### Task prompt
Copy out each line of the data holding "SeenUpdate".

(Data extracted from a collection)
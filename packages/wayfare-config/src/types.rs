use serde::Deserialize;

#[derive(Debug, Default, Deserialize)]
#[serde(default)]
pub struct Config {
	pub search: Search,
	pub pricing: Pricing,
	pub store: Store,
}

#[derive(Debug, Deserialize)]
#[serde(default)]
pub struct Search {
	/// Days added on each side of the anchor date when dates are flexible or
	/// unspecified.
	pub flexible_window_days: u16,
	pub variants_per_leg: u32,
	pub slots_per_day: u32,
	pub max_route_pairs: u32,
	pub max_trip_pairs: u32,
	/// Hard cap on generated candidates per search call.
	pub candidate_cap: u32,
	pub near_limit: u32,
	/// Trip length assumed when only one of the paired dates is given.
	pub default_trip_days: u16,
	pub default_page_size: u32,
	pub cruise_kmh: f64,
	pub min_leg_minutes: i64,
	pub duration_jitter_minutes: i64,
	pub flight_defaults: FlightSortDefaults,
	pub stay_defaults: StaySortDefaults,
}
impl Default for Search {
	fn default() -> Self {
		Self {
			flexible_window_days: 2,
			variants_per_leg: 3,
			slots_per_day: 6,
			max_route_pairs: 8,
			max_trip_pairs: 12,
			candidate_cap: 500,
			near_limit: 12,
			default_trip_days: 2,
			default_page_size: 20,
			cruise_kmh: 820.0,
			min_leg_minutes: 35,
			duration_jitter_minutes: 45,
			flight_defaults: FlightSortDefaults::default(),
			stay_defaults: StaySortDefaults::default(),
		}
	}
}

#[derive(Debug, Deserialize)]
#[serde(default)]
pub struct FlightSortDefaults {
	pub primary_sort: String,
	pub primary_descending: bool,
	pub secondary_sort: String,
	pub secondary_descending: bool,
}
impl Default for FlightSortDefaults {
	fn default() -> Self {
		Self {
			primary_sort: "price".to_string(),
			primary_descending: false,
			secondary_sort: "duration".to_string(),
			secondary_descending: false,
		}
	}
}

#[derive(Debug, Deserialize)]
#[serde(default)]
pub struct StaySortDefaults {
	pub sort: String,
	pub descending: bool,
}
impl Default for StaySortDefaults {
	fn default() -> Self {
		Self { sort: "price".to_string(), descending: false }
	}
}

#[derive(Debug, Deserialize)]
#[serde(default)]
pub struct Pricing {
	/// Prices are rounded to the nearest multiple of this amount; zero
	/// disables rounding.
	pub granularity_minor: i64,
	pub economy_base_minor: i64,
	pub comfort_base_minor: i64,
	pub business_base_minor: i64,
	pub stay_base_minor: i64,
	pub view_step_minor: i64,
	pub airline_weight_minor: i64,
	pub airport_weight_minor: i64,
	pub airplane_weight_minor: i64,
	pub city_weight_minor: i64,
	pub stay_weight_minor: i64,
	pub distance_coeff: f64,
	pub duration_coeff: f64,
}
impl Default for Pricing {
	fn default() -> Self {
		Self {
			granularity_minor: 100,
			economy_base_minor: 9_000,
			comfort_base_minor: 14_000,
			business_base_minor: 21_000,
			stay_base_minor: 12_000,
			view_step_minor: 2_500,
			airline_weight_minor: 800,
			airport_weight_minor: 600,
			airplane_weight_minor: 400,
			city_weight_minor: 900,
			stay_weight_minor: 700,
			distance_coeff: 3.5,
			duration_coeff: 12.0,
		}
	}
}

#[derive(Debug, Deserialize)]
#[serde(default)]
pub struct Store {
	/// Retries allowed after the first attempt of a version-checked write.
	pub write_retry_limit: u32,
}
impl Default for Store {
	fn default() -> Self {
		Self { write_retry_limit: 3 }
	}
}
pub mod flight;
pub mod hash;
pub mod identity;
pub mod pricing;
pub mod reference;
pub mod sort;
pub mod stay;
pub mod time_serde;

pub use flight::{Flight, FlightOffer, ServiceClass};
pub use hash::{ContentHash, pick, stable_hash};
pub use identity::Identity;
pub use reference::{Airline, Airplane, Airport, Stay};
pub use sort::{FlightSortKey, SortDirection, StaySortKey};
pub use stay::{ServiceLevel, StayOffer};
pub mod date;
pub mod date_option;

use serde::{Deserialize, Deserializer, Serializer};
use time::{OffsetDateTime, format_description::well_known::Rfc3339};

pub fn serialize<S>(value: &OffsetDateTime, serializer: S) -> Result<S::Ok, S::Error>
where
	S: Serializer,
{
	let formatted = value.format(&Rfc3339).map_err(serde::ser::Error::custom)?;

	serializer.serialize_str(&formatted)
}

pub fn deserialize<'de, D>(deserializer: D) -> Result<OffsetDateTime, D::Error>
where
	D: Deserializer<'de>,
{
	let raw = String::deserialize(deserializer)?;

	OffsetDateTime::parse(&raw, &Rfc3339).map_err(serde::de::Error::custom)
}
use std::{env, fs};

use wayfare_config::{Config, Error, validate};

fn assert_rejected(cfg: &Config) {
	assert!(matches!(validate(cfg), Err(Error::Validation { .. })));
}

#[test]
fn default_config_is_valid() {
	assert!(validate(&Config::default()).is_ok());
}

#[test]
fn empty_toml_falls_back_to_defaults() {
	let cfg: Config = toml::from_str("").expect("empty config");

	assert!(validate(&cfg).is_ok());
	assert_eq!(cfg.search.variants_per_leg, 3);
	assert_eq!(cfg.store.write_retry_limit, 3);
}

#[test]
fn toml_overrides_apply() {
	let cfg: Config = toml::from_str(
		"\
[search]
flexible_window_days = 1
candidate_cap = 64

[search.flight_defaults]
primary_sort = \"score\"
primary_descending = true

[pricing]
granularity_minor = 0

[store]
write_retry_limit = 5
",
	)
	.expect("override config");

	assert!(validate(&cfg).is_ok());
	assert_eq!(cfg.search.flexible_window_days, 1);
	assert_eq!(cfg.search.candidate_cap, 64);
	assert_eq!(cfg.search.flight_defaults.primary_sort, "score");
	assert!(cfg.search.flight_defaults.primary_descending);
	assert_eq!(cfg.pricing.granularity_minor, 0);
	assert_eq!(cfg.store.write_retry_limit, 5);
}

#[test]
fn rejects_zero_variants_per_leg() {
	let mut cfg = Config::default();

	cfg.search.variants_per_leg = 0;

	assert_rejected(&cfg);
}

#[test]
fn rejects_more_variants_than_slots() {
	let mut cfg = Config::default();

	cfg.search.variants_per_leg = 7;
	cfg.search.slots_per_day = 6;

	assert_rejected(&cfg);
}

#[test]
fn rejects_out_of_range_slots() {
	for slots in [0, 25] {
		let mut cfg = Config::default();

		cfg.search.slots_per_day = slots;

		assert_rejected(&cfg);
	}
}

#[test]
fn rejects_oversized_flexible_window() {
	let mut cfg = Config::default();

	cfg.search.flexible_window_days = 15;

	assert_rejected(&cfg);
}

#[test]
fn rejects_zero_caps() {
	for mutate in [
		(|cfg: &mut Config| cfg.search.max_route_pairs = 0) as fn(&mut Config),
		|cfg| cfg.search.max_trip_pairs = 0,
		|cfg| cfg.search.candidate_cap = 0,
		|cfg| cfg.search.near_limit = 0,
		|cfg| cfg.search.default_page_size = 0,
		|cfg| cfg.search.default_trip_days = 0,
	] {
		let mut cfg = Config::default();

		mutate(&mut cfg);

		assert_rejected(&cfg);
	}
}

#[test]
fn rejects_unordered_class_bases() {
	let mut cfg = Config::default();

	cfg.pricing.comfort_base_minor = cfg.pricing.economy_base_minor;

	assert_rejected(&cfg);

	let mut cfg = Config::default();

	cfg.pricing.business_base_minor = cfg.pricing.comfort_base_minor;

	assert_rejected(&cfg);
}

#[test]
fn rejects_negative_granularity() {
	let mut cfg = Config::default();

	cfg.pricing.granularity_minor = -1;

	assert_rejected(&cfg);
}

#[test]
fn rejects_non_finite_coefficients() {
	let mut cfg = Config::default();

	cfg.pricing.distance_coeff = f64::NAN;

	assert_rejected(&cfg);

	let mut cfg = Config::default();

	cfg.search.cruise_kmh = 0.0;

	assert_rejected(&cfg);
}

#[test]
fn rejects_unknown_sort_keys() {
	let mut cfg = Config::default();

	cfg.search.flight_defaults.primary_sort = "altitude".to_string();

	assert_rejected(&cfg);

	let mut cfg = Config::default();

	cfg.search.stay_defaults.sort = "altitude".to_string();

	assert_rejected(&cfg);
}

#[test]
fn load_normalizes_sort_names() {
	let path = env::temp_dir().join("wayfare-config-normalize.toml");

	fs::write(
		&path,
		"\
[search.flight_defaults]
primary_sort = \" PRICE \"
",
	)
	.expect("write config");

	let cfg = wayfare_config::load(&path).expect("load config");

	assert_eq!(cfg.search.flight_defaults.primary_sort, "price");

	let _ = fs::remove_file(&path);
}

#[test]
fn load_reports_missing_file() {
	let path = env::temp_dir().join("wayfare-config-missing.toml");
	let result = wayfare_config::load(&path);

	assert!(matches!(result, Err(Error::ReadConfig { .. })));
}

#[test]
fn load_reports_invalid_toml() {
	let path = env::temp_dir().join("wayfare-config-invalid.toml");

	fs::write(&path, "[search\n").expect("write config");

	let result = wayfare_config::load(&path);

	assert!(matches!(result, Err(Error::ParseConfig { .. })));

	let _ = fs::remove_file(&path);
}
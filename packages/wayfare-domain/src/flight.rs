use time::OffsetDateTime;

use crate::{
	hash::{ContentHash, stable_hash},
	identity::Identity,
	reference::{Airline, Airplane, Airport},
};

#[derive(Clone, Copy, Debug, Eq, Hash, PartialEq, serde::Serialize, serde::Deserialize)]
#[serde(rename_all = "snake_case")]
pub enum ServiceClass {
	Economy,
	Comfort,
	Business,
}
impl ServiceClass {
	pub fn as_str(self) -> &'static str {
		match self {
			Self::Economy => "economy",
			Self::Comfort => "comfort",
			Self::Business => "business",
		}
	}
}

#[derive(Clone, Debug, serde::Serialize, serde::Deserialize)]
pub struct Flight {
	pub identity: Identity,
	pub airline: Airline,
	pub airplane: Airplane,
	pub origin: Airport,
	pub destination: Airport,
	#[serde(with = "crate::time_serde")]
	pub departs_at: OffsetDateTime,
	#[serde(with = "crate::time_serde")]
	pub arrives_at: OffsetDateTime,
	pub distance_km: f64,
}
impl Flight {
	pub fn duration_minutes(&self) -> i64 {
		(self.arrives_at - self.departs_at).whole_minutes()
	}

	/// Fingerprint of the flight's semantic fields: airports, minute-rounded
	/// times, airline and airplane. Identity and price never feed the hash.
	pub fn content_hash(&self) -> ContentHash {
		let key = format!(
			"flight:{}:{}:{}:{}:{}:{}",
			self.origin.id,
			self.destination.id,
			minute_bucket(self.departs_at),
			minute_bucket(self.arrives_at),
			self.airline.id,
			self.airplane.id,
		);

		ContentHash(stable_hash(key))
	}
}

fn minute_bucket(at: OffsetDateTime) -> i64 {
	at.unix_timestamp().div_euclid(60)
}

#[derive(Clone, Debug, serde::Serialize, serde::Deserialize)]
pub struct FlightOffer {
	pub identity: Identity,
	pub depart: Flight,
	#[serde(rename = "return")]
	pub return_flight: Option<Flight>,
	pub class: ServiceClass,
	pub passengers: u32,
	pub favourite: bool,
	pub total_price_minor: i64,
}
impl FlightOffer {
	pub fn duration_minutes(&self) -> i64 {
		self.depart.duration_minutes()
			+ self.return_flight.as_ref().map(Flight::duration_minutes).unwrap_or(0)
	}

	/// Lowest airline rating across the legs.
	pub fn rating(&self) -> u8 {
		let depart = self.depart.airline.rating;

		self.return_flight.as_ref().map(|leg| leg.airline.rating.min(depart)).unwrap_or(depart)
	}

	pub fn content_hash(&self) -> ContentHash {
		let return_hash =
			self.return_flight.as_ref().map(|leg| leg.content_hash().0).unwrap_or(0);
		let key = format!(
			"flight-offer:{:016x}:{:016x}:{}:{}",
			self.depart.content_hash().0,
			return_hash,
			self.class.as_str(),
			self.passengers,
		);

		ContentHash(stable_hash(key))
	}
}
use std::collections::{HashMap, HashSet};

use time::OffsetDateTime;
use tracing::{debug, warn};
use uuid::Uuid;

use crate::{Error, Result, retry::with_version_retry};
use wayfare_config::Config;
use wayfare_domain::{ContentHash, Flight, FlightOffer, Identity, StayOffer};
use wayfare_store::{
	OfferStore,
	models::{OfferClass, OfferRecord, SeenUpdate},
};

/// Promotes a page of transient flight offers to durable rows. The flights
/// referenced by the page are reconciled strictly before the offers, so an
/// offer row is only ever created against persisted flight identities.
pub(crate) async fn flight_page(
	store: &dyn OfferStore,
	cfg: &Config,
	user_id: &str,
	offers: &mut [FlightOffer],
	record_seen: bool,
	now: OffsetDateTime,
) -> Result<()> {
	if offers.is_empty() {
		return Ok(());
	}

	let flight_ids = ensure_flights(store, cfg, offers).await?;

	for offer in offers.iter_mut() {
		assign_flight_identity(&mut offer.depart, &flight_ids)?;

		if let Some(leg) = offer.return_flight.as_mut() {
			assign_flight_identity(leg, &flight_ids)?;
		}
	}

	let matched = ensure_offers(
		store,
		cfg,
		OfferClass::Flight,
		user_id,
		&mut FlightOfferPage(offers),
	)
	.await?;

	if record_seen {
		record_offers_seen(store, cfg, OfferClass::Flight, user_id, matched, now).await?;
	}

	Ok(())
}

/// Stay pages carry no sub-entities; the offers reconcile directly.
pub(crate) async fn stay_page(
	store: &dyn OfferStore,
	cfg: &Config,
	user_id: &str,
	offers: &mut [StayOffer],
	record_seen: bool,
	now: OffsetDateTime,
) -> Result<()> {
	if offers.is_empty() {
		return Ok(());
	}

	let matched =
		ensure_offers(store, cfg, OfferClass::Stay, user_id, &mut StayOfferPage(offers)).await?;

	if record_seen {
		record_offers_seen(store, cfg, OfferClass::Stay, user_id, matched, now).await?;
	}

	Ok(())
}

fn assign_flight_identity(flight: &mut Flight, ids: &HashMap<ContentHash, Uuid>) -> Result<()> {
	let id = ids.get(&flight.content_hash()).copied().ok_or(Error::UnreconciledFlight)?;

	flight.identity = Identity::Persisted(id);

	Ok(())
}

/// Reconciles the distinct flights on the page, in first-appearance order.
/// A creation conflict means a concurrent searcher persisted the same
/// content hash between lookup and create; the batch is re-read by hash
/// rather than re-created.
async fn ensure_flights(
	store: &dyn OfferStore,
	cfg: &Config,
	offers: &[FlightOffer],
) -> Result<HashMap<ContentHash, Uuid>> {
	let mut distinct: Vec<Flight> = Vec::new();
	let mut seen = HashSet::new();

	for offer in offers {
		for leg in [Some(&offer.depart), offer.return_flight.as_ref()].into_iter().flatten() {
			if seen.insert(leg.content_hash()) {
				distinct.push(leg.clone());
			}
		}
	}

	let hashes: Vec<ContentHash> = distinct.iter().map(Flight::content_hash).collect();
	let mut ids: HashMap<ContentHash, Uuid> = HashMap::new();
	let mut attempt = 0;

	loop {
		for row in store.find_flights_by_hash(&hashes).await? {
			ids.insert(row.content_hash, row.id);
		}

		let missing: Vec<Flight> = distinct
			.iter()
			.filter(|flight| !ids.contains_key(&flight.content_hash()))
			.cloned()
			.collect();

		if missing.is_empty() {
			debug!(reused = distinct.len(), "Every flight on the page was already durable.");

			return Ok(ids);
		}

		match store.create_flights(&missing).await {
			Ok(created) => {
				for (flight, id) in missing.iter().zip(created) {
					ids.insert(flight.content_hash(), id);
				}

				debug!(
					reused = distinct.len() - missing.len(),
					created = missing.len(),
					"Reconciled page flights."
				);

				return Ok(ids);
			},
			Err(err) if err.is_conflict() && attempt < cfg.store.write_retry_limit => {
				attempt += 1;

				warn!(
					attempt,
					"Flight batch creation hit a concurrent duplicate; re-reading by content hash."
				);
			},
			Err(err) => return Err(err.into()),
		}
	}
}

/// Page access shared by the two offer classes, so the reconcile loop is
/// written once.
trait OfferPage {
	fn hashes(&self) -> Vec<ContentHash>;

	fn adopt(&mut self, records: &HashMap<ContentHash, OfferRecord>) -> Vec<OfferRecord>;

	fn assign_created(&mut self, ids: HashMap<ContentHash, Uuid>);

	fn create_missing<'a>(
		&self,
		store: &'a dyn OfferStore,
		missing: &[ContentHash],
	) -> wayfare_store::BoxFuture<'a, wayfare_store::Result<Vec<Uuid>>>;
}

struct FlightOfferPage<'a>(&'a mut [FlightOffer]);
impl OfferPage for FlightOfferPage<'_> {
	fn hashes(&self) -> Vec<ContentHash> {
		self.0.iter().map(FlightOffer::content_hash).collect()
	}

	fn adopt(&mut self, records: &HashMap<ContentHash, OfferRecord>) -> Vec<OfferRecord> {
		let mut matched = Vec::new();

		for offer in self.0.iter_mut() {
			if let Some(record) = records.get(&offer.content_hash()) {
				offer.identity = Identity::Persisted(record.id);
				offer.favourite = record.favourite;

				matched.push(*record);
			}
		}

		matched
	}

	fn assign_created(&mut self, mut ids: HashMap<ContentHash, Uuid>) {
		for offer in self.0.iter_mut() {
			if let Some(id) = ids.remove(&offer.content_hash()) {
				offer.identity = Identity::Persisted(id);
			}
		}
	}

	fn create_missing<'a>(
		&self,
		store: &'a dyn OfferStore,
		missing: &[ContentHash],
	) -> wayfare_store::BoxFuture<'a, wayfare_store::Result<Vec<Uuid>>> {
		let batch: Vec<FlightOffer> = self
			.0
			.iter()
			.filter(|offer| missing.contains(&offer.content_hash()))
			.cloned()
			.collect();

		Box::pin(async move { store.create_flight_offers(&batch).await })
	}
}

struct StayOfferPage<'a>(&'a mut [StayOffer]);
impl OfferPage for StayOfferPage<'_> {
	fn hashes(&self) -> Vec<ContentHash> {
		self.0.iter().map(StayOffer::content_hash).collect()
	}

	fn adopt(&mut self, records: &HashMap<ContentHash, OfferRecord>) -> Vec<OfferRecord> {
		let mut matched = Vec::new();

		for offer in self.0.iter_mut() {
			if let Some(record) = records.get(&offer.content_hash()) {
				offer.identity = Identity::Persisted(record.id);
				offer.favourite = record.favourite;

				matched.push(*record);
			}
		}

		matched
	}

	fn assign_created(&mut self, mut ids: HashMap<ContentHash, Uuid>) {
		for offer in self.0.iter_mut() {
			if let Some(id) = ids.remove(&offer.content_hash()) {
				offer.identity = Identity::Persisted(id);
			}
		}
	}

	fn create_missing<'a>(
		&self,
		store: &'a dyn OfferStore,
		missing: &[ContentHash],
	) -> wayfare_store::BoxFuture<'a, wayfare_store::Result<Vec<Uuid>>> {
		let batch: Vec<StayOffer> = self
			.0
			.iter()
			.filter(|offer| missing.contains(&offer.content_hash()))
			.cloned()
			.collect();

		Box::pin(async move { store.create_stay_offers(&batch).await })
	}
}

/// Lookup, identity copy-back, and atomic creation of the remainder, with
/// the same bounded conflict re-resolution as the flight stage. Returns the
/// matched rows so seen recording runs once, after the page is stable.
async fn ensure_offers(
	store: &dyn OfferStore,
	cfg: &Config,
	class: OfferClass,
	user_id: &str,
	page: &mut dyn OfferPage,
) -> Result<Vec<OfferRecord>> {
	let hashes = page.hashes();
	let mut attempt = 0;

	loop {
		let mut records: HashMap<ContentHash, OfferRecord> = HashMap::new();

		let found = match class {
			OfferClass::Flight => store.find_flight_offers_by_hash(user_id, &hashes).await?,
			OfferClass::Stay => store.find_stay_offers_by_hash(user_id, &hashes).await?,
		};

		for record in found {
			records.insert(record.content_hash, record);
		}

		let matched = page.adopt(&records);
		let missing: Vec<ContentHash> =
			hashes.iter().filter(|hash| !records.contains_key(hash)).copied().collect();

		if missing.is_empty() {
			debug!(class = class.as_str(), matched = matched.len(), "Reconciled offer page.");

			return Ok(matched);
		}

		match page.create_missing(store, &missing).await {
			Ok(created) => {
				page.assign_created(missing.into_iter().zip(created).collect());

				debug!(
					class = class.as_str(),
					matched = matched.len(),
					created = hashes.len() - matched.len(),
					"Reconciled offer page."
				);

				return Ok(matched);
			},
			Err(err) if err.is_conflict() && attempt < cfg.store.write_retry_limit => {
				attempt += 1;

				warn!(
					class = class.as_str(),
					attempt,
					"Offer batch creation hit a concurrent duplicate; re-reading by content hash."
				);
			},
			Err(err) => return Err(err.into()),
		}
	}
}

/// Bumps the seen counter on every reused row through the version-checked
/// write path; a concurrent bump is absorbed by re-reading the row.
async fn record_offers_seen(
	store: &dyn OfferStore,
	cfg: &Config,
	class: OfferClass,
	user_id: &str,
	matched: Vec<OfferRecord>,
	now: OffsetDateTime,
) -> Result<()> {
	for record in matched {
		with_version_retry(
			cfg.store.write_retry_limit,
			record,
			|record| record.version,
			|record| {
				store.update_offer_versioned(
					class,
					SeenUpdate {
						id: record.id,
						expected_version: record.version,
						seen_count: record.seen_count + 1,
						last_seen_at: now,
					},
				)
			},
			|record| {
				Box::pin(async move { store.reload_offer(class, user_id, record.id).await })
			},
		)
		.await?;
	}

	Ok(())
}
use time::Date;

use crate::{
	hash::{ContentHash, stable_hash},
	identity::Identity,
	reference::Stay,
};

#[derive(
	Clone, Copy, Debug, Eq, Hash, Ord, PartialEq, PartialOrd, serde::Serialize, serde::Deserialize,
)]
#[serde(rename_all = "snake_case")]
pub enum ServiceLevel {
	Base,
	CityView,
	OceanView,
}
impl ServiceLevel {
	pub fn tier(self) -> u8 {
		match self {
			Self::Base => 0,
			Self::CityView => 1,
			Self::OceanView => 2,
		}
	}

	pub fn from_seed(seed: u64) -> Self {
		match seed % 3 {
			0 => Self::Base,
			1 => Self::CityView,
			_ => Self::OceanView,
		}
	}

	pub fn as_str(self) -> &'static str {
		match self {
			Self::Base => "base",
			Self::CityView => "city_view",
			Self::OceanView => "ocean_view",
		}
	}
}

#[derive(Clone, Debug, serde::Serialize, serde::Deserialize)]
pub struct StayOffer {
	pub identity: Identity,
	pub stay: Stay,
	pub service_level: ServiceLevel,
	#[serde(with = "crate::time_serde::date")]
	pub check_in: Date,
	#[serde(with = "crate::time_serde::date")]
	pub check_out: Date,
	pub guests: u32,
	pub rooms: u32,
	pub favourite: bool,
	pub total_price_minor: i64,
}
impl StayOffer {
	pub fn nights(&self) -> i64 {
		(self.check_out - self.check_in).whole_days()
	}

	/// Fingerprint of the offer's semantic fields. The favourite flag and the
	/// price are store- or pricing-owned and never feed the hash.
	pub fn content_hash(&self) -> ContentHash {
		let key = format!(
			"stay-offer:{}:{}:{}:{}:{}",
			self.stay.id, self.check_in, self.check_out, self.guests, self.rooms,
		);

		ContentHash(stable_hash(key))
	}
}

### Response to the exercise
	models::{OfferClass, OfferRecord, SeenUpdate},
					SeenUpdate {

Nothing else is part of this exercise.